# Detective Pikachu Custom Amiibo



## astrangeone (Apr 8, 2018)

Made from a "smash" pikachu (actually a fake amiibo figurine from China), repainted and sculpted with apoxie sculpt.

This was fun, but holy hell, getting the perfect colour for his coffee and hat..


----------



## Dionicio3 (Apr 9, 2018)

Nice work! This actually reminds me, isn't there an official detective Pikachu amiibo coming out soon?


----------



## The3rdknuckles (Apr 9, 2018)

Dionicio3 said:


> Nice work! This actually reminds me, isn't there an official detective Pikachu amiibo coming out soon?



If I’m not mistaken it came out when the game was released here in the U.S.


----------



## astrangeone (Apr 9, 2018)

Dionicio3 said:


> Nice work! This actually reminds me, isn't there an official detective Pikachu amiibo coming out soon?



There is!  He's huge although.  I have him "new in box" and I don't want to display the guy.


----------



## AdenTheThird (Apr 13, 2018)

This is nice! I like the cookies and coffee. Nice touch!


----------



## astrangeone (Apr 13, 2018)

AdenTheThird said:


> This is nice! I like the cookies and coffee.
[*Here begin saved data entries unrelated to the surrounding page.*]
//! BrokerMessage - ブローカー上を流れるメッセージ（ワイヤ形式）
//!
//! relay が OutboxEntry から作り、consumer が受け取ります。
//!
//! # フィールド
//! - `message_id`: 元の OutboxEntry の id。重複 publish されても同じ値なので、
//!   consumer の冪等性キーになる
//! - `event_type`: payload のスキーマタグ
//! - `correlation_id`: 起点となった Message の id
//! - `payload`: JSON
//!
//! 配送試行回数はブローカーが管理し、ここには含めません（`Delivery::attempt()`）。

use chrono::{DateTime, Utc};
use serde::{Deserialize, Serialize};

use super::errors::StorageError;
use super::ids::{MessageId, OutboxEntryId};
use super::outbox::OutboxEntry;

#[derive(Debug, Clone, PartialEq, Serialize, Deserialize)]
pub struct BrokerMessage {
    pub message_id: OutboxEntryId,
    pub event_type: String,
    pub correlation_id: MessageId,
    pub occurred_at: DateTime<Utc>,
    pub payload: serde_json::Value,
}

impl BrokerMessage {
    pub fn from_entry(entry: &OutboxEntry) -> Result<Self, StorageError> {
        Ok(Self {
            message_id: entry.id,
            event_type: entry.event_type.clone(),
            correlation_id: entry.correlation_id,
            occurred_at: entry.created_at,
            payload: serde_json::from_str(&entry.payload)?,
        })
    }
}
//! DispatchStatusProjection - 配送結果を dispatch 側の Message 状態に反映する
//!
//! `dispatch.delivery.events` を読み、`Created → InProgress → Delivered / Failed` と進めます。
//! 終端状態は変わらず、最後の更新より古いイベントは捨てます（重複・順序入れ替わり対策）。

use std::sync::Arc;

use async_trait::async_trait;
use chrono::{DateTime, Utc};
use tracing::{Instrument, Span};

use crate::app::builder::{BuildError, ConsumerApp, ConsumerAppBuilder};
use crate::domain::contracts::{DeliveryCompleted, DeliveryFailed};
use crate::domain::errors::HandlerError;
use crate::domain::ids::MessageId;
use crate::domain::message::{MessageStatus, StatusChange};
use crate::ports::MessageStore;
use crate::topology::{exchanges, services, subscriber_queue};
use crate::typed::{Contract, Handler, MessageContext};

#[derive(Clone)]
pub struct DispatchStatusProjection {
    messages: Arc<dyn MessageStore>,
    span: Span,
}

impl DispatchStatusProjection {
    pub fn new(messages: Arc<dyn MessageStore>, span: Span) -> Self {
        Self { messages, span }
    }

    /// `dispatch.delivery.events` を読む consumer を作る
    pub fn consumer_app(self) -> Result<ConsumerApp, BuildError> {
        Ok(ConsumerAppBuilder::new(
            services::DISPATCH,
            subscriber_queue(services::DISPATCH, exchanges::DELIVERY_EVENTS),
        )
        .register::<DeliveryCompleted, _>(self.clone())?
        .register::<DeliveryFailed, _>(self)?
        .expect_contracts(&[DeliveryCompleted::TYPE, DeliveryFailed::TYPE])
        .build()?)
    }

    async fn apply(
        &self,
        id: MessageId,
        target: MessageStatus,
        at: DateTime<Utc>,
    ) -> Result<(), HandlerError> {
        let Some(mut message) = self.messages.get(id).await? else {
            // Message の commit 後にしか event は出ないので、ここに来るのはデータの不整合
            return Err(HandlerError::permanent(format!("unknown message {id}")));
        };

        match message.advance_to(target, at) {
            StatusChange::Applied { from, to } => {
                self.messages.update(message).await?;
                tracing::info!(message_id = %id, ?from, ?to, "message status updated");
            }
            StatusChange::Ignored => {
                tracing::debug!(message_id = %id, status = ?message.status, ?target, "status event ignored");
            }
            StatusChange::Stale => {
                tracing::debug!(message_id = %id, at = %at, "stale status event dropped");
            }
        }
        Ok(())
    }
}

#[async_trait]
impl Handler<DeliveryCompleted> for DispatchStatusProjection {
    async fn handle(&self, event: DeliveryCompleted, _: &MessageContext) -> Result<(), HandlerError> {
        self.apply(event.message_id, MessageStatus::Delivered, event.delivered_at)
            .instrument(self.span.clone())
            .await
    }
}

#[async_trait]
impl Handler<DeliveryFailed> for DispatchStatusProjection {
    async fn handle(&self, event: DeliveryFailed, _: &MessageContext) -> Result<(), HandlerError> {
        self.apply(event.message_id, MessageStatus::Failed, event.failed_at)
            .instrument(self.span.clone())
            .await
    }
}
/// Scheduled redelivery. Reverse ordering so BinaryHeap pops the earliest first.
#[derive(Debug)]
struct Scheduled {
    due: Instant,
    pending: Pending,
}

impl PartialEq for Scheduled {
    fn eq(&self, other: &Self) -> bool {
        self.due == other.due
    }
}

impl Eq for Scheduled {}

impl PartialOrd for Scheduled {
    fn partial_cmp(&self, other: &Self) -> Option<std::cmp::Ordering> {
        Some(self.cmp(other))
    }
}

impl Ord for Scheduled {
    fn cmp(&self, other: &Self) -> std::cmp::Ordering {
        other.due.cmp(&self.due)
    }
}

struct QueueState {
    ready: VecDeque<Pending>,
    scheduled: BinaryHeap<Scheduled>,
    unacked: usize,
    notify: Arc<Notify>,
}

impl QueueState {
    fn new() -> Self {
        Self {
            ready: VecDeque::new(),
            scheduled: BinaryHeap::new(),
            unacked: 0,
            notify: Arc::new(Notify::new()),
        }
    }

    /// Move redeliveries whose time has come to the ready list.
    fn promote_scheduled(&mut self) {
        let now = Instant::now();
        while self.scheduled.peek().is_some_and(|entry| entry.due <= now) {
            if let Some(entry) = self.scheduled.pop() {
                self.ready.push_back(entry.pending);
            }
        }
    }
}

#[derive(Default)]
struct BrokerState {
    /// exchange -> bound queues
    exchanges: HashMap<String, Vec<String>>,
    queues: HashMap<String, QueueState>,
    dead_letters: HashMap<String, Vec<DeadLetter>>,
    failing_publishes: u32,
}
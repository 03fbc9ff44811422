//! OutboxRelay - outbox を読んでブローカーへ publish するループ
//!
//! # フロー（1 tick）
//! 1. `OutboxStore::claim_pending()` で配信可能なエントリを最大 batch_size 件 claim
//! 2. event type からルーティングして `Broker::publish()`
//! 3. 成功 → `mark_published()`、失敗 → `record_failure()`（バックオフ、上限で exhausted）
//! 4. `OutboxStore::settle()` で書き戻す。claim の lease が切れて別の relay が
//!    claim し直していたら結果は捨てる（publish 済みを未 publish に戻さない）
//!
//! # 失敗の扱い
//! - 1 件の publish 失敗はそのエントリの状態（attempt_count, next_retry_at）に吸収し、
//!   バッチの他のエントリには影響させない
//! - ストアの失敗はログに出してループを続ける
//!
//! # キャンセル
//! claim と publish はキャンセルと競合させます。途中で止めたエントリは publish 済みにも
//! 試行済みにもならず、claim の lease が切れれば再び配信可能になります。
//! publish 後の書き戻しは競合させません（published フラグを中途半端にしないため）。

use std::sync::Arc;

use tokio_util::sync::CancellationToken;
use tracing::{Instrument, Span};

use crate::app::config::RelayConfig;
use crate::domain::envelope::BrokerMessage;
use crate::domain::errors::{BrokerError, StorageError};
use crate::domain::outbox::{OutboxEntry, RetryDisposition};
use crate::ports::{Broker, Clock, OutboxStore};
use crate::topology::{route, RetryPolicy};

/// RelayReport は 1 tick の結果
#[derive(Debug, Clone, Copy, Default, PartialEq, Eq)]
pub struct RelayReport {
    /// claim した件数
    pub fetched: usize,
    pub published: usize,
    pub retry_scheduled: usize,
    /// この tick で上限に達した件数
    pub exhausted: usize,
    /// キャンセルで処理しなかった件数（lease 切れ後に再配信可能）
    pub abandoned: usize,
    /// 結果を書き戻せなかった件数（lease 切れ後に再配信される）
    pub store_errors: usize,
    /// publish 中に lease が切れ、別の relay が claim し直していたので結果を捨てた件数
    pub claim_lost: usize,
}

impl RelayReport {
    fn merge(&mut self, outcome: EntryOutcome) {
        match outcome {
            EntryOutcome::Published => self.published += 1,
            EntryOutcome::RetryScheduled => self.retry_scheduled += 1,
            EntryOutcome::Exhausted => self.exhausted += 1,
            EntryOutcome::Abandoned => self.abandoned += 1,
            EntryOutcome::StoreError => self.store_errors += 1,
            EntryOutcome::ClaimLost => self.claim_lost += 1,
        }
    }
}

#[derive(Debug, Clone, Copy, PartialEq, Eq)]
enum EntryOutcome {
    Published,
    RetryScheduled,
    Exhausted,
    Abandoned,
    StoreError,
    ClaimLost,
}

/// OutboxRelay は 1 プロセスに 1 つの定期ループ
///
/// 複数プロセスで同じストアに対して動かしても、claim の lease で同じエントリを
/// 同時に publish しないようにしています。それでも重複 publish はあり得るので、
/// consumer は冪等でなければなりません。
pub struct OutboxRelay {
    store: Arc<dyn OutboxStore>,
    broker: Arc<dyn Broker>,
    clock: Arc<dyn Clock>,
    config: RelayConfig,
    retry_policy: RetryPolicy,
    span: Span,
}

impl OutboxRelay {
    pub fn new(
        store: Arc<dyn OutboxStore>,
        broker: Arc<dyn Broker>,
        clock: Arc<dyn Clock>,
        config: RelayConfig,
        span: Span,
    ) -> Self {
        Self {
            store,
            broker,
            clock,
            config,
            retry_policy: RetryPolicy::STANDARD,
            span,
        }
    }

    /// `token` がキャンセルされるまで poll_interval ごとに tick する
    pub async fn run(&self, token: CancellationToken) {
        let span = self.span.clone();
        async {
            tracing::info!(
                poll_interval_ms = self.config.poll_interval.as_millis() as u64,
                batch_size = self.config.batch_size,
                "outbox relay started"
            );
            while !token.is_cancelled() {
                match self.run_once(&token).await {
                    Ok(report) if report.fetched > 0 => {
                        tracing::debug!(?report, "outbox relay tick");
                    }
                    Ok(_) => {}
                    Err(e) => tracing::error!(error = %e, "outbox relay tick failed"),
                }

                tokio::select! {
                    _ = token.cancelled() => break,
                    _ = tokio::time::sleep(self.config.poll_interval) => {}
                }
            }
            tracing::info!("outbox relay stopped");
        }
        .instrument(span)
        .await
    }

    /// 1 バッチ分を処理する
    ///
    /// Err になるのは claim 自体が失敗したときだけ。
    pub async fn run_once(&self, token: &CancellationToken) -> Result<RelayReport, StorageError> {
        let now = self.clock.now();
        let batch = tokio::select! {
            biased;
            _ = token.cancelled() => return Ok(RelayReport::default()),
            claimed = self.store.claim_pending(self.config.batch_size, now, self.config.claim_lease) => claimed?,
        };

        let mut report = RelayReport {
            fetched: batch.len(),
            ..RelayReport::default()
        };
        for entry in batch {
            if token.is_cancelled() {
                report.merge(EntryOutcome::Abandoned);
                continue;
            }
            report.merge(self.relay_entry(entry, token).await);
        }
        Ok(report)
    }

    async fn relay_entry(&self, mut entry: OutboxEntry, token: &CancellationToken) -> EntryOutcome {
        let claimed_until = entry.next_retry_at;
        let publish = async {
            let destination = route(&entry.event_type)?;
            let message = BrokerMessage::from_entry(&entry)
                .map_err(|e| BrokerError::Serialization(e.to_string()))?;
            self.broker.publish(&destination, message).await
        };

        let result = tokio::select! {
            biased;
            _ = token.cancelled() => {
                tracing::debug!(outbox_entry_id = %entry.id, "publish abandoned on shutdown");
                return EntryOutcome::Abandoned;
            }
            result = publish => result,
        };

        let now = self.clock.now();
        let (outcome, error) = match result {
            Ok(()) => {
                entry.mark_published(now);
                (EntryOutcome::Published, None)
            }
            Err(e) => match entry.record_failure(&e.to_string(), now, &self.retry_policy) {
                RetryDisposition::Scheduled { .. } => (EntryOutcome::RetryScheduled, Some(e)),
                RetryDisposition::Exhausted => (EntryOutcome::Exhausted, Some(e)),
            },
        };

        let id = entry.id;
        let snapshot = entry.clone();
        match self.store.settle(entry, claimed_until).await {
            Ok(true) => {}
            Ok(false) => {
                tracing::warn!(
                    outbox_entry_id = %id,
                    discarded = ?outcome,
                    "claim lease expired before the outcome was recorded, another relay owns the entry"
                );
                return EntryOutcome::ClaimLost;
            }
            Err(e) => {
                tracing::error!(
                    outbox_entry_id = %id,
                    error = %e,
                    "failed to record relay outcome, entry will be retried after its lease"
                );
                return EntryOutcome::StoreError;
            }
        }

        match (outcome, error) {
            (EntryOutcome::RetryScheduled, Some(e)) => {
                tracing::warn!(
                    outbox_entry_id = %id,
                    event_type = %snapshot.event_type,
                    attempt = snapshot.attempt_count,
                    next_retry_at = ?snapshot.next_retry_at,
                    error = %e,
                    "publish failed, retry scheduled"
                );
            }
            (EntryOutcome::Exhausted, Some(e)) => {
                tracing::error!(
                    outbox_entry_id = %id,
                    event_type = %snapshot.event_type,
                    correlation_id = %snapshot.correlation_id,
                    attempts = snapshot.attempt_count,
                    error = %e,
                    "publish attempts exhausted, entry needs operator attention"
                );
            }
            _ => tracing::debug!(outbox_entry_id = %id, "outbox entry published"),
        }
        outcome
    }
}
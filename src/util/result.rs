use thiserror::Error;

/// Errors produced by the AVDR codec and its file plumbing.
///
/// Encode-time errors (`InvalidInput`, `TooManyEntries`, `PayloadTooLarge`)
/// mean the caller must fix its input. Decode-time errors are fatal to the
/// file being read: a corrupted recorder log is never silently repaired.
#[derive(Debug, Clone, PartialEq, Eq, Error)]
pub enum VdrError {
    #[error("InvalidInput: {0}")]
    InvalidInput(String),

    #[error("UnrecognizedFormat: {0}")]
    UnrecognizedFormat(String),

    #[error("UnsupportedVersion: version {0}")]
    UnsupportedVersion(u8),

    #[error("Truncated: {0}")]
    Truncated(String),

    #[error("ChecksumMismatch: stored {stored:#04x}, computed {computed:#04x}")]
    ChecksumMismatch { stored: u8, computed: u8 },

    #[error("TooManyEntries: {0} speed entries (max 255)")]
    TooManyEntries(usize),

    #[error("PayloadTooLarge: {got} bytes (max {max})")]
    PayloadTooLarge { got: usize, max: usize },

    #[error("MalformedHeader: {0}")]
    MalformedHeader(String),

    #[error("IOError: {0}")]
    Io(String),
}

impl VdrError {
    pub fn invalid_input(msg: &str) -> Self {
        Self::InvalidInput(msg.to_owned())
    }

    pub fn truncated(msg: &str) -> Self {
        Self::Truncated(msg.to_owned())
    }

    pub fn malformed_header(msg: &str) -> Self {
        Self::MalformedHeader(msg.to_owned())
    }

    pub fn is_invalid_input(&self) -> bool {
        matches!(self, Self::InvalidInput(_))
    }

    pub fn is_truncated(&self) -> bool {
        matches!(self, Self::Truncated(_))
    }

    pub fn is_checksum_mismatch(&self) -> bool {
        matches!(self, Self::ChecksumMismatch { .. })
    }

    /// True for any decode-time error that marks the file itself as bad.
    pub fn is_corruption(&self) -> bool {
        matches!(
            self,
            Self::UnrecognizedFormat(_)
                | Self::UnsupportedVersion(_)
                | Self::Truncated(_)
                | Self::ChecksumMismatch { .. }
                | Self::MalformedHeader(_)
        )
    }

    pub fn is_io_error(&self) -> bool {
        matches!(self, Self::Io(_))
    }
}

pub type Result<T> = std::result::Result<T, VdrError>;
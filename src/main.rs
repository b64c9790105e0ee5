use std::io::{self, BufRead};
use std::process::exit;

use vdrlog::{create, default_speed_table, Env, PosixEnv, DEFAULT_FILE_NAME, SHIP_NAME_SIZE};

const INFO_LOG_FILE_NAME: &str = "vdr_tool.log";

fn main() {
    let stdin = io::stdin();
    let mut lines = stdin.lock().lines();

    println!("OPTIONS:");
    println!("1.- New Voyage Data Recorder File");
    if read_line(&mut lines).trim() == "1" {
        new_vdr_file(&mut lines);
    }
}

fn new_vdr_file(lines: &mut impl Iterator<Item = io::Result<String>>) {
    println!(">>> NEW VOYAGE DATA RECORDER FILE <<<");

    let ship_name = loop {
        println!("Enter the name of the ship (max. {SHIP_NAME_SIZE} characters):");
        let line = read_line(lines);
        let name = line.trim();
        if !name.is_empty() && name.len() <= SHIP_NAME_SIZE {
            break name.to_owned();
        }
    };

    let imo_number = loop {
        println!("Enter the ship's IMO Number:");
        match read_line(lines).trim().parse::<u32>() {
            Ok(number) if number > 0 => break number,
            _ => {}
        }
    };

    let env = PosixEnv::new();
    match create(
        &env,
        DEFAULT_FILE_NAME,
        &ship_name,
        imo_number,
        &default_speed_table(),
    ) {
        Ok(()) => {
            if let Ok(logger) = env.new_logger(INFO_LOG_FILE_NAME) {
                logger.log(&format!(
                    "created {DEFAULT_FILE_NAME} for {ship_name} (IMO {imo_number})"
                ));
            }
            println!("Wrote {DEFAULT_FILE_NAME}");
        }
        Err(error) => {
            eprintln!("failed to create {DEFAULT_FILE_NAME}: {error}");
            exit(1);
        }
    }
}

/// Next stdin line; end of input ends the session.
fn read_line(lines: &mut impl Iterator<Item = io::Result<String>>) -> String {
    match lines.next() {
        Some(Ok(line)) => line,
        _ => exit(0),
    }
}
Nice touch!



I'm working on retouching pikachu's skin tone and I refilled the coffee cup to the max level.  I will be posting after everything is dry and sealed.


----------



## AdenTheThird (Apr 13, 2018)

astrangeone said:


> I'm working on retouching pikachu's skin tone and I refilled the coffee cup to the max level.  I will be posting after everything is dry and sealed.


It's very well done.


----------



## astrangeone (Apr 14, 2018)

AdenTheThird said:


> It's very well done.



Thanks!  I'm working on a reposed Lottie now - with a beauty blender and a makeup compact in one hand.


----------